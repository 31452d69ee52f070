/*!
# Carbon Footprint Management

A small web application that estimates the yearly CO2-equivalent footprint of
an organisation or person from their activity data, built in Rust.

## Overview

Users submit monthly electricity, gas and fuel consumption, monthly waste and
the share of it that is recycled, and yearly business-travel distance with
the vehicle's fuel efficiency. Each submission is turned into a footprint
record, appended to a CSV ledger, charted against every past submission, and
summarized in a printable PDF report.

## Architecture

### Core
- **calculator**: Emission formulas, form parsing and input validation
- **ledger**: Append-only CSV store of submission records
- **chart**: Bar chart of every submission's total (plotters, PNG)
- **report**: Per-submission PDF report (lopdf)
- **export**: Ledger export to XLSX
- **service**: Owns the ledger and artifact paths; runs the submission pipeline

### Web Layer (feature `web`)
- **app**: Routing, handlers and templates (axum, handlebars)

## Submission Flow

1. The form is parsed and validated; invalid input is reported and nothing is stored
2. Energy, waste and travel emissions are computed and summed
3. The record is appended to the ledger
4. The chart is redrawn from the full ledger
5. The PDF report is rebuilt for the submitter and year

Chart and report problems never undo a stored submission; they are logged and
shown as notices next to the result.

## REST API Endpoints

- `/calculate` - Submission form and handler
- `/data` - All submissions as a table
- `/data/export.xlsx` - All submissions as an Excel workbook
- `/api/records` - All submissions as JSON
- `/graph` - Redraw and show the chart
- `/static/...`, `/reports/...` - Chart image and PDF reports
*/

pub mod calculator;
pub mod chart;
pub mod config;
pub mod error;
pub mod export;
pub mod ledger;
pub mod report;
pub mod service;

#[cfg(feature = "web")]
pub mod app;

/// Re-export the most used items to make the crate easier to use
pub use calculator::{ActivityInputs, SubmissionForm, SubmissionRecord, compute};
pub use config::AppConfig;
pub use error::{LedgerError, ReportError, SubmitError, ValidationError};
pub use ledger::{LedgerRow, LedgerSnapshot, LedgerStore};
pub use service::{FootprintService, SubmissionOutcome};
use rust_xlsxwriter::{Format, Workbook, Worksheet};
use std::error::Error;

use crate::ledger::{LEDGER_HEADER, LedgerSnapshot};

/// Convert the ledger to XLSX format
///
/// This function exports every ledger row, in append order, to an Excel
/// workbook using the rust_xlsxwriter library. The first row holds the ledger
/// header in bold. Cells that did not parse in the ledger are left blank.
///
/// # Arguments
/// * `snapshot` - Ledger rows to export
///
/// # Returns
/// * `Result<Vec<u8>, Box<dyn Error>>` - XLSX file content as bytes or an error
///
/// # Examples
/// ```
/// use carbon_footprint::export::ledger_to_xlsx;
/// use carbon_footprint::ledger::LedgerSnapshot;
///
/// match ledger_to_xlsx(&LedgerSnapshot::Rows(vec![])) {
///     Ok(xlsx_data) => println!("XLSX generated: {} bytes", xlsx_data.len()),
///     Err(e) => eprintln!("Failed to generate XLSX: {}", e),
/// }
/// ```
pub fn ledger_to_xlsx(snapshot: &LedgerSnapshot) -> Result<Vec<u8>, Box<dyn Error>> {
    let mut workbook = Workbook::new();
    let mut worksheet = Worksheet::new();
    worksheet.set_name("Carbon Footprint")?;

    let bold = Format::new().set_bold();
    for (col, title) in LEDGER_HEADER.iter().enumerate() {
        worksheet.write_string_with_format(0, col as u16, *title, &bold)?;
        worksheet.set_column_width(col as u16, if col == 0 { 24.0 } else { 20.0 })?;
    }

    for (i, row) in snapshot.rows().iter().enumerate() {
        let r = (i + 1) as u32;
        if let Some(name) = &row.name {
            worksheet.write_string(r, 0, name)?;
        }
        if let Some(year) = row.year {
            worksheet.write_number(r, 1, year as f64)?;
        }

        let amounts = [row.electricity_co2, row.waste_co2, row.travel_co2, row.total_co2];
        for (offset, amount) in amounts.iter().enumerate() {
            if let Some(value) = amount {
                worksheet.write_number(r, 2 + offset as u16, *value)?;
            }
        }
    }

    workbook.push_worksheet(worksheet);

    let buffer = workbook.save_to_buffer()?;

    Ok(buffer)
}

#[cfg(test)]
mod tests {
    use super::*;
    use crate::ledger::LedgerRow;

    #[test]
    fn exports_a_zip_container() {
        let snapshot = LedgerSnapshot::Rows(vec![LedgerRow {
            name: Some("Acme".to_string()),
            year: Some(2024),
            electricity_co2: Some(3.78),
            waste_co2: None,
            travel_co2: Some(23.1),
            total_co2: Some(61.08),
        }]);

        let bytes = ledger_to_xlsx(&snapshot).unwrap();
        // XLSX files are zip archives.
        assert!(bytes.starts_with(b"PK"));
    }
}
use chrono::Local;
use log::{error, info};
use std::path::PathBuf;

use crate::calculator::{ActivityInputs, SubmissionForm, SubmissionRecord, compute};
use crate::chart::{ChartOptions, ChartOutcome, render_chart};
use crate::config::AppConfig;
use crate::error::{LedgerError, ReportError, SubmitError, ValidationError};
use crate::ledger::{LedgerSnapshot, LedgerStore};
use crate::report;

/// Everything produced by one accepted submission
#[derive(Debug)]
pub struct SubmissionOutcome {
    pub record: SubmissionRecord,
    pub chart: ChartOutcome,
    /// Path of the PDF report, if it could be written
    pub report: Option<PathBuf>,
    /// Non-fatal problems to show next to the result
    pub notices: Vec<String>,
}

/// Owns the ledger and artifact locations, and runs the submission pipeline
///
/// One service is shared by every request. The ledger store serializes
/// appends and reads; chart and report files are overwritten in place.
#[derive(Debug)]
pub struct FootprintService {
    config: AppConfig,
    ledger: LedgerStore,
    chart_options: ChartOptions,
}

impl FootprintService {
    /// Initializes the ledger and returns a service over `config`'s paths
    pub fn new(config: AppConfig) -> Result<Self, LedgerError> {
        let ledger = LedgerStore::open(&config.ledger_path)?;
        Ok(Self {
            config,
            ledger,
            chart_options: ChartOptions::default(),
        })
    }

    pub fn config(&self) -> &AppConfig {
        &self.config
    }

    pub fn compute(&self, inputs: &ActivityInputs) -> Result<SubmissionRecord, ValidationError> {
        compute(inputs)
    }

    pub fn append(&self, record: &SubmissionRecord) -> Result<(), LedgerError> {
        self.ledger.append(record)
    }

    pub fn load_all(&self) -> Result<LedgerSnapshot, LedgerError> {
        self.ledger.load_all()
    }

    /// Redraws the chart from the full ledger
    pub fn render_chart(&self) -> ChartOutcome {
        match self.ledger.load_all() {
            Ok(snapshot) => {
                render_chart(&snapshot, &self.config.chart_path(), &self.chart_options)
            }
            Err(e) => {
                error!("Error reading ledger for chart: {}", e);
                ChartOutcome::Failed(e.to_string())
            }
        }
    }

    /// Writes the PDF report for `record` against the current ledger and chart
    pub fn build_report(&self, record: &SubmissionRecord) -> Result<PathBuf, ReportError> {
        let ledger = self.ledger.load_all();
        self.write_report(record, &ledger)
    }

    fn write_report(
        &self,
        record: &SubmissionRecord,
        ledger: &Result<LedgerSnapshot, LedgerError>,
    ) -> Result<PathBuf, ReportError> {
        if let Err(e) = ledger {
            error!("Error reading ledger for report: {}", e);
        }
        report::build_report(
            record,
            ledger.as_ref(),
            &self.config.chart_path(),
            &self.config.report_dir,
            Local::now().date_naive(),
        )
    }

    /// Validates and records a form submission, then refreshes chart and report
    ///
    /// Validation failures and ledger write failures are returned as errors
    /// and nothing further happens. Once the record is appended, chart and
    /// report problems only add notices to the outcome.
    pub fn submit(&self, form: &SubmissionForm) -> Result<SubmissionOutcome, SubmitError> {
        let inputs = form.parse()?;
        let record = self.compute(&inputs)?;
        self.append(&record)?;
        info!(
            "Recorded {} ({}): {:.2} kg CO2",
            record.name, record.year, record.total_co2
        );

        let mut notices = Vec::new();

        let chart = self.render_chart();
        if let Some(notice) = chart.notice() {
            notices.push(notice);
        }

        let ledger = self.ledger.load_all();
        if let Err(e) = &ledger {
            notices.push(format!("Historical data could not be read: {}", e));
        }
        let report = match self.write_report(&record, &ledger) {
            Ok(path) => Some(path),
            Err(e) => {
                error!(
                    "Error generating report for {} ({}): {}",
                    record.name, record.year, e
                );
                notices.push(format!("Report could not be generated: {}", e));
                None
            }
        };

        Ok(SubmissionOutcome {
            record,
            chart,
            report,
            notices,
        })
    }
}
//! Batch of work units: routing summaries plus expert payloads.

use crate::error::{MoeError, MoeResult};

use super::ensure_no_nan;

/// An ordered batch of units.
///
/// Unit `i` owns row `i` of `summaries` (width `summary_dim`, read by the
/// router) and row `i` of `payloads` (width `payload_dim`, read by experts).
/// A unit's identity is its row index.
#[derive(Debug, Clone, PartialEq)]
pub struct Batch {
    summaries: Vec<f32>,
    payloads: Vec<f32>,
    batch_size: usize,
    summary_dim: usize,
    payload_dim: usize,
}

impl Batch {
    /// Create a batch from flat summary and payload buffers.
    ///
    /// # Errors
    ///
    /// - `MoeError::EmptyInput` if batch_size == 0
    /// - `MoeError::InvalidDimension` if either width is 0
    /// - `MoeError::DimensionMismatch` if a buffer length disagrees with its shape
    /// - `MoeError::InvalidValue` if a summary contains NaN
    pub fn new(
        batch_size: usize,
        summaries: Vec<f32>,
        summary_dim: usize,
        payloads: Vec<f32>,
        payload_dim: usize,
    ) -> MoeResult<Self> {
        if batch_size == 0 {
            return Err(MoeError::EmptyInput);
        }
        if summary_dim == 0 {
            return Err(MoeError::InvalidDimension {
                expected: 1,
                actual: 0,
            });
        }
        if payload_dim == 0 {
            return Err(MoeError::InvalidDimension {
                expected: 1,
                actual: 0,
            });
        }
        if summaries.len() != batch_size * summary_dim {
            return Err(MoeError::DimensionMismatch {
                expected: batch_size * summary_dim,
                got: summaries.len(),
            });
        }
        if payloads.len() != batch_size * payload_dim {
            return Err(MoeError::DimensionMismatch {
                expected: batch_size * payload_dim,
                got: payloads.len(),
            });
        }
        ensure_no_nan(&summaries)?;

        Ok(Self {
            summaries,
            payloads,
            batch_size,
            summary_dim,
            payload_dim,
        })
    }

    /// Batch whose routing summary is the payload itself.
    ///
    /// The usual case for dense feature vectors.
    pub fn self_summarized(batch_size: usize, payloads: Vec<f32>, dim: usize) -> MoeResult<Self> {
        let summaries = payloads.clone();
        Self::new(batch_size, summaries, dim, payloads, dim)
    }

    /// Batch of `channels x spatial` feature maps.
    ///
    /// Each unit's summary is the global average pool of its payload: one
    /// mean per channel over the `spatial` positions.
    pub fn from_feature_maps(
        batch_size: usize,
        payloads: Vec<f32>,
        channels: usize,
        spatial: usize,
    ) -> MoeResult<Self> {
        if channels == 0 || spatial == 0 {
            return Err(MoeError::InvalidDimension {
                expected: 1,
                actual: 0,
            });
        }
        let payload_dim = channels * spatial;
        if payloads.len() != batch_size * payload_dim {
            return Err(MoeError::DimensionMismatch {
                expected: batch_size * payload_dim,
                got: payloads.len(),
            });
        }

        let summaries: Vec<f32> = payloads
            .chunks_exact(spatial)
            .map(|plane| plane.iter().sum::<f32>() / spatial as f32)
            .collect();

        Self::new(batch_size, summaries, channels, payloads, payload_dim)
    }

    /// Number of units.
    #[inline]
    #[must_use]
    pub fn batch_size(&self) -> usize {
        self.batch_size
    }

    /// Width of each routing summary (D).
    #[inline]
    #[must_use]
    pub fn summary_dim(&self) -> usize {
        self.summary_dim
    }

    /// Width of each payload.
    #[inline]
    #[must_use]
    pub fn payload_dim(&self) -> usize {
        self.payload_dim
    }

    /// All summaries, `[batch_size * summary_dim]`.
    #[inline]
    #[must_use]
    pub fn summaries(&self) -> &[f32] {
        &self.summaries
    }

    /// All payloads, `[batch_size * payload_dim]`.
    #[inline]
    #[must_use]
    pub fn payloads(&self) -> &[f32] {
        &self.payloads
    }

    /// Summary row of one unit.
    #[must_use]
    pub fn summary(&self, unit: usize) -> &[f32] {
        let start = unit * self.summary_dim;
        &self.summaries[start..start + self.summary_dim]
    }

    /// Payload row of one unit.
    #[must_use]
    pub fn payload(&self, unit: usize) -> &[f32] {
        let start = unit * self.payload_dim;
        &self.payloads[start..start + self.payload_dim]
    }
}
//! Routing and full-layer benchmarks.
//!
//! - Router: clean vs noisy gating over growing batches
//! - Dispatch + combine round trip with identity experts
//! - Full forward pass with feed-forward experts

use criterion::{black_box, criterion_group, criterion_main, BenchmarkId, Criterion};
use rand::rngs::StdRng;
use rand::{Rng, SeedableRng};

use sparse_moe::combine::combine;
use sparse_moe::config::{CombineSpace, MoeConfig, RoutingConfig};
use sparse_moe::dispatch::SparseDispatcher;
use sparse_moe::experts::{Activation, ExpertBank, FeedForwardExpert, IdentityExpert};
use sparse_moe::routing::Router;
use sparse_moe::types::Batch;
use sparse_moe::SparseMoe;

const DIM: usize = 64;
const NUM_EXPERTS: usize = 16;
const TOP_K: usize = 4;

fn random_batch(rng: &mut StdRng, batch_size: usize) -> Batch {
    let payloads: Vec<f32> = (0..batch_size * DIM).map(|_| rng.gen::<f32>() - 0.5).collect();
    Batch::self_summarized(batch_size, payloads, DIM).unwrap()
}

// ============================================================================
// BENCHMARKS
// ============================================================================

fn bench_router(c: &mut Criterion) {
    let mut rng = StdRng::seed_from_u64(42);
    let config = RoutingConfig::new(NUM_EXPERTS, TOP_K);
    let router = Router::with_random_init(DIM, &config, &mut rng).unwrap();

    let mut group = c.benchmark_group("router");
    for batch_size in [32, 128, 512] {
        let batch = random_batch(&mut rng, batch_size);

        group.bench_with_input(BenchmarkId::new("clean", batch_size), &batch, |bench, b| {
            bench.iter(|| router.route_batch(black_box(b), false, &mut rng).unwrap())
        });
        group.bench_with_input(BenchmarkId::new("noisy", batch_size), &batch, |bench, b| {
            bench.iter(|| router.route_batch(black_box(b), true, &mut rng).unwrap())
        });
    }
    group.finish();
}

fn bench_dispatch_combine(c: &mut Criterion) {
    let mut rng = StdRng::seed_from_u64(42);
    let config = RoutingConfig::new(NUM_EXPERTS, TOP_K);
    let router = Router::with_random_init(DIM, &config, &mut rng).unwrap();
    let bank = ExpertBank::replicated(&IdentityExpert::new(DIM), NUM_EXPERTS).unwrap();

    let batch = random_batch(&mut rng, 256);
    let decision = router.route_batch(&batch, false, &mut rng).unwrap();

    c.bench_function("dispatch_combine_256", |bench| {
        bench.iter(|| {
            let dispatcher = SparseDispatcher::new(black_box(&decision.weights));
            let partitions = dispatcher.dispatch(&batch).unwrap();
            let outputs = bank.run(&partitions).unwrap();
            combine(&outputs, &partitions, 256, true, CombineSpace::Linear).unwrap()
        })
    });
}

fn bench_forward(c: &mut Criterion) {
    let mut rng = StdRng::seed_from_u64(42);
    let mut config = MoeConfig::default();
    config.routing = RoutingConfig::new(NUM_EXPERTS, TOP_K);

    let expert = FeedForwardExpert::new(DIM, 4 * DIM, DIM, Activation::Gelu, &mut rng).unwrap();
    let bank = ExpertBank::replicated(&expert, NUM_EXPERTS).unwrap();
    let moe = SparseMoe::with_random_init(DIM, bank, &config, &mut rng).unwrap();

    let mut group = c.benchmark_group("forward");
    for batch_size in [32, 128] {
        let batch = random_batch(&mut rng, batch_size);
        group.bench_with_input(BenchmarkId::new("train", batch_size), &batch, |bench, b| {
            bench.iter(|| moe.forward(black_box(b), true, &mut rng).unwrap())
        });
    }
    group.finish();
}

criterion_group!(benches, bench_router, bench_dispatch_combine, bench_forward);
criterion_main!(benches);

***

_GOAL OF THE EXERCISE_
For every line in the data above that has the string "reading", return that line.

_ANSWER FOR THE TASK_
                error!("Error reading ledger for chart: {}", e);
            error!("Error reading ledger for report: {}", e);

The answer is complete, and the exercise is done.